▶ _WORK INSTRUCTIONS_
Each line of the entries that mentions the string "Alpha" needs to be reported.

▶ _INPUT DATA_

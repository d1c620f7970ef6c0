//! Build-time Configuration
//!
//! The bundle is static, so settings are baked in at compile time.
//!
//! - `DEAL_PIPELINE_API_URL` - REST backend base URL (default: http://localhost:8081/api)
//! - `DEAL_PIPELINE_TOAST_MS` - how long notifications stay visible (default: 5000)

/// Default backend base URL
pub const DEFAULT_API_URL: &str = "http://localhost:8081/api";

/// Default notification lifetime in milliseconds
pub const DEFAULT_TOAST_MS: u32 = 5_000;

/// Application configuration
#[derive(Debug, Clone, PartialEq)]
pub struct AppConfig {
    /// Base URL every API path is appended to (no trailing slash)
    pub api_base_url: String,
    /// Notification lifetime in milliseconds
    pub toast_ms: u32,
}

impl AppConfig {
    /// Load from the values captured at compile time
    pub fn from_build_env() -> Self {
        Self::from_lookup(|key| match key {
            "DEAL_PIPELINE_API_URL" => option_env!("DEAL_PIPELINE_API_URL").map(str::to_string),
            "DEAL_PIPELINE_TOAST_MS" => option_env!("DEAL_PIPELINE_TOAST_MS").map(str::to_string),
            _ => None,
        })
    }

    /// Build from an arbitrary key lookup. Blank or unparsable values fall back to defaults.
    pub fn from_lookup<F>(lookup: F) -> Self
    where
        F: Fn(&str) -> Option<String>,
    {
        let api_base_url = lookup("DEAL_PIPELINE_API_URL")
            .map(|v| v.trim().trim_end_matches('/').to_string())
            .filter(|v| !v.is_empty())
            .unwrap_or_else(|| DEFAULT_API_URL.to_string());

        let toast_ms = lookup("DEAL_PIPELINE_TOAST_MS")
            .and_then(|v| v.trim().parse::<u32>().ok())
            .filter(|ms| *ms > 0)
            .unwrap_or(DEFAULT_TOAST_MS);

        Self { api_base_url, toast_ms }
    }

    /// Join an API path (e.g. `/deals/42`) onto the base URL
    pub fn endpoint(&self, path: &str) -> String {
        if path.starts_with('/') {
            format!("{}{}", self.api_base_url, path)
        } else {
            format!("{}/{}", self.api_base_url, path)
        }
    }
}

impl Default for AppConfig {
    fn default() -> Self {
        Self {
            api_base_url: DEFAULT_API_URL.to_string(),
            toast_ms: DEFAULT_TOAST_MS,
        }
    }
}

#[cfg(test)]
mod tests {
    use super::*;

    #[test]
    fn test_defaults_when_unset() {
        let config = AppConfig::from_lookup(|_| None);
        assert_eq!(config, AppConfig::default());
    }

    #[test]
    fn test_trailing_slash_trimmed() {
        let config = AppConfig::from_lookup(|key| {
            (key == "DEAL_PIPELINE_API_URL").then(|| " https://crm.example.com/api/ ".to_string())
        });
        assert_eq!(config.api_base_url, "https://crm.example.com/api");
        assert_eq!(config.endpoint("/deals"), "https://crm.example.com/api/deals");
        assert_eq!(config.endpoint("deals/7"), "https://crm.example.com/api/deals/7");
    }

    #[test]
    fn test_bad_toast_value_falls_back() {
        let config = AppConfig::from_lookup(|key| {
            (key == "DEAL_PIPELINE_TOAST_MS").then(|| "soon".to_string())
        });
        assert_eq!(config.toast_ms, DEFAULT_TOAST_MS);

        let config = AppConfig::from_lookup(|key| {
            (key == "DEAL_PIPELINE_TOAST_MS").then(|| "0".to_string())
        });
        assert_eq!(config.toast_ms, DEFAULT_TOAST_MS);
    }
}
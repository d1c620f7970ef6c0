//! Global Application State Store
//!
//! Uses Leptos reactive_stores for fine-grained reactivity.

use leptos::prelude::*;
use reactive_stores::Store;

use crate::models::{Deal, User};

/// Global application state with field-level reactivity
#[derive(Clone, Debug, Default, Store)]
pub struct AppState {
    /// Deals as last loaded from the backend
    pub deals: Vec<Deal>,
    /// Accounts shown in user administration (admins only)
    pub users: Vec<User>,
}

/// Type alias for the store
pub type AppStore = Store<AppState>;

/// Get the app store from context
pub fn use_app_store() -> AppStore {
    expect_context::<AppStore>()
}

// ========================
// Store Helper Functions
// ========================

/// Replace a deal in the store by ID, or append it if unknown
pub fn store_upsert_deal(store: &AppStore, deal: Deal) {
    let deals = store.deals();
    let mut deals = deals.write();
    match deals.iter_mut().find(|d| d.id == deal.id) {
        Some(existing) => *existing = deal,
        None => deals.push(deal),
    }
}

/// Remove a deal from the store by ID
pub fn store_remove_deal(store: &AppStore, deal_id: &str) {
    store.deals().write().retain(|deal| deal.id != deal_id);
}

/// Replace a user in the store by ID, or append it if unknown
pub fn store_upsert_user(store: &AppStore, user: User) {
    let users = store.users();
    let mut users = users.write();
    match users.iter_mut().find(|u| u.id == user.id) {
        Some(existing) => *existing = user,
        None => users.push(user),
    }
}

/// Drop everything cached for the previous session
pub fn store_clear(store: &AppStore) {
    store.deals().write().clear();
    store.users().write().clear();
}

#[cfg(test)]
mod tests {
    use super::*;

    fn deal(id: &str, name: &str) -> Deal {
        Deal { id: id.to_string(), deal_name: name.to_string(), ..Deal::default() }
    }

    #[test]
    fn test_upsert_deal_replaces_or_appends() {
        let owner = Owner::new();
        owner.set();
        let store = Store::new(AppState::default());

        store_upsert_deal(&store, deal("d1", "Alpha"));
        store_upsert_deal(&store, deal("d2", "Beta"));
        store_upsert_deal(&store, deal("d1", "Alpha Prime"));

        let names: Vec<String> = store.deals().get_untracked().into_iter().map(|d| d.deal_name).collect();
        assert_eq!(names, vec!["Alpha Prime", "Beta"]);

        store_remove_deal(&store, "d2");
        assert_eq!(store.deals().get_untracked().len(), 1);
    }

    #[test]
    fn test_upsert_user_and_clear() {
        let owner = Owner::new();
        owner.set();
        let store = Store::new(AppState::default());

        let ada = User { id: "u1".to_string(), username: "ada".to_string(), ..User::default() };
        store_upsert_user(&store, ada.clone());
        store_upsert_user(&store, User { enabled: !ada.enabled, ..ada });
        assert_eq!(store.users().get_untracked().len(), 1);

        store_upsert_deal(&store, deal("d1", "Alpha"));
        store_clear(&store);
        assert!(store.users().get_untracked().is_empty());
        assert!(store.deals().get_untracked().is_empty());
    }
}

▶ _SOLUTION TO THE PROBLEM_
        store_upsert_deal(&store, deal("d1", "Alpha"));
        store_upsert_deal(&store, deal("d1", "Alpha Prime"));
        assert_eq!(names, vec!["Alpha Prime", "Beta"]);
        store_upsert_deal(&store, deal("d1", "Alpha"));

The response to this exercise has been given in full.